### Instructions for the task
Using the string "domain" as the key, pull each matching line out of the records below.

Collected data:
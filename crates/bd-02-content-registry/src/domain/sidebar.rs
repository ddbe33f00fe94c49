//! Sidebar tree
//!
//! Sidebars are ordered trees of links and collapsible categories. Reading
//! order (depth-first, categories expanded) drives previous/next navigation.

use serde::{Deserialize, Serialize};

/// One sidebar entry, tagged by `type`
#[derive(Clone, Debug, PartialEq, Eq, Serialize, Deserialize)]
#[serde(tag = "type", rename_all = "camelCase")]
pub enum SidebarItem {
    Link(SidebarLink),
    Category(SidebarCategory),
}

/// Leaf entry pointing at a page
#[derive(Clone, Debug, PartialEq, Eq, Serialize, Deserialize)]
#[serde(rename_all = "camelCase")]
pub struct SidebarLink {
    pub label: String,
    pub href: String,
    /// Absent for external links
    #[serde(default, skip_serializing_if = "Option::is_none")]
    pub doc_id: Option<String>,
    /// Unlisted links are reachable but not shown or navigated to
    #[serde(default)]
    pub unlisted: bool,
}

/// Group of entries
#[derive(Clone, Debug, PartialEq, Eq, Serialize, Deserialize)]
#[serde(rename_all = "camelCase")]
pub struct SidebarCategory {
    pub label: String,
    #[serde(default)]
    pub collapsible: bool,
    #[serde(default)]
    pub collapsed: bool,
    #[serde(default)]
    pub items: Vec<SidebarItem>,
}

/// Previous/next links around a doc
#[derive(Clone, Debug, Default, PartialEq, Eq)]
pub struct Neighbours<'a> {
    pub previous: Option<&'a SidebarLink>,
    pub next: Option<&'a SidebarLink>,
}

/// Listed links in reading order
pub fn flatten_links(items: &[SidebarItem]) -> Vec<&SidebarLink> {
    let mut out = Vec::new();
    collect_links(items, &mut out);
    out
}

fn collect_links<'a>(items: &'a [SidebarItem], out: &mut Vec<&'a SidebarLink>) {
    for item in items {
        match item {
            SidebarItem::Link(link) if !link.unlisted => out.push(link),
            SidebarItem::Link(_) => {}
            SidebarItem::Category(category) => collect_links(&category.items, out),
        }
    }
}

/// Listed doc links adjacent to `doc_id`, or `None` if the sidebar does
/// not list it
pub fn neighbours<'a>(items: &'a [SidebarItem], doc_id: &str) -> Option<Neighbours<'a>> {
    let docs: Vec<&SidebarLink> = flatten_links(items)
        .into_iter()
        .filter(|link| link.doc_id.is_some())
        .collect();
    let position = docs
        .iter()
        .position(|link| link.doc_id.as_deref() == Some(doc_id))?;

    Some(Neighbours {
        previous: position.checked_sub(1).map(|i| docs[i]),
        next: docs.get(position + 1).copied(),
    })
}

---

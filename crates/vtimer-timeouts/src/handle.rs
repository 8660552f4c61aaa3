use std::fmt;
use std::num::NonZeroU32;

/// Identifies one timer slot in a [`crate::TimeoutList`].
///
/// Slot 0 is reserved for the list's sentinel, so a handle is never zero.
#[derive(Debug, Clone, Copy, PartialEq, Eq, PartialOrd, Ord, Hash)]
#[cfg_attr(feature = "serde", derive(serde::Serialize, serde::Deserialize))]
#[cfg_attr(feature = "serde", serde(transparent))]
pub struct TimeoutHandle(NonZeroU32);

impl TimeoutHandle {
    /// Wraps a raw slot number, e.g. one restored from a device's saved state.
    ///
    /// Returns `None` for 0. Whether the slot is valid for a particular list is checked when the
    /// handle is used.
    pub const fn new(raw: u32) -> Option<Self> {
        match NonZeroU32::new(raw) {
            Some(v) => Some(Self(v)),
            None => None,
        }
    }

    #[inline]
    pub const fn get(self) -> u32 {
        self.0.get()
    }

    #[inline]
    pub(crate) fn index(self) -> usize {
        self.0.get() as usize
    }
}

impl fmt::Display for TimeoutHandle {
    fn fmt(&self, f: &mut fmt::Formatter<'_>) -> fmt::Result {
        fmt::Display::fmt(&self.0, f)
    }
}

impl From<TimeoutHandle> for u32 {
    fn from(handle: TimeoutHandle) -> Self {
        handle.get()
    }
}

---

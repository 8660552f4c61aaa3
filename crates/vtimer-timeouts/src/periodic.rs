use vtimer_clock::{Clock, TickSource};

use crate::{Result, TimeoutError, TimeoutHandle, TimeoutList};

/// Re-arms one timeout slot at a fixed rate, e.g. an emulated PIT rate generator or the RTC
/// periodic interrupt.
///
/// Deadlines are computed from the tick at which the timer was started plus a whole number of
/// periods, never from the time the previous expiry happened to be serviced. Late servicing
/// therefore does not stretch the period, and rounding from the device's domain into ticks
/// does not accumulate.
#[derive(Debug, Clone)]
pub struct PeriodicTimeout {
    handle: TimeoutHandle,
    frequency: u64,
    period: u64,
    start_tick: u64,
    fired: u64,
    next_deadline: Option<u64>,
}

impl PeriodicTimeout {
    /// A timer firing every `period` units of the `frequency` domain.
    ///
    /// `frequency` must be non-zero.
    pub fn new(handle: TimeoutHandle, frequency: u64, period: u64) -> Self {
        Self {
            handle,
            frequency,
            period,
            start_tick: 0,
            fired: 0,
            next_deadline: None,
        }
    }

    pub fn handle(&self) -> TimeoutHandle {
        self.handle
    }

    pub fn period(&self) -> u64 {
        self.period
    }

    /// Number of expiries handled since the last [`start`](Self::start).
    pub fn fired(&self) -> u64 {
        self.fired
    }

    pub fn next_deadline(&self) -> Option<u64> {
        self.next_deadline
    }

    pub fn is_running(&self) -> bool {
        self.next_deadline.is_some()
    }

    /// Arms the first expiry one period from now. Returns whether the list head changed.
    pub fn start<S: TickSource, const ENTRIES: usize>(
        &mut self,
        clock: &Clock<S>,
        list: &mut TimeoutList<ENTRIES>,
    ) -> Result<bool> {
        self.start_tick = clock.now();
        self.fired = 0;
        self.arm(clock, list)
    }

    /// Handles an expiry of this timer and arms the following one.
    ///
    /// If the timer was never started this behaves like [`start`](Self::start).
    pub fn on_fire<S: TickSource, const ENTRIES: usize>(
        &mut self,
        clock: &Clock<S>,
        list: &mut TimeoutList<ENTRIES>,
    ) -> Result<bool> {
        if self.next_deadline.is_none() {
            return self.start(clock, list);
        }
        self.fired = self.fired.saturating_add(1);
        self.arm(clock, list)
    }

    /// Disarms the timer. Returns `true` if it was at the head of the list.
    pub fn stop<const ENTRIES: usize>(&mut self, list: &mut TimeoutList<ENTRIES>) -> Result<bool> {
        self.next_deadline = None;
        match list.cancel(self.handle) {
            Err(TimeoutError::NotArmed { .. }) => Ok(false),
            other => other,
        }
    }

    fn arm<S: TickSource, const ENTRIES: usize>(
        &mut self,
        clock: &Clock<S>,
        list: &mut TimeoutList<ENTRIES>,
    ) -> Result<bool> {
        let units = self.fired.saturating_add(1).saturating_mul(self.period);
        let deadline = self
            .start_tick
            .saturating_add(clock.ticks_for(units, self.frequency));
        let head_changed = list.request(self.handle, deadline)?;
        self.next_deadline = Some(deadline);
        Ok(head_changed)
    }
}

### Result of the exercise
filename crates/bd-02-content-registry/src/domain/sidebar.rs
/// therefore does not stretch the period, and rounding from the device's domain into ticks
    /// A timer firing every `period` units of the `frequency` domain.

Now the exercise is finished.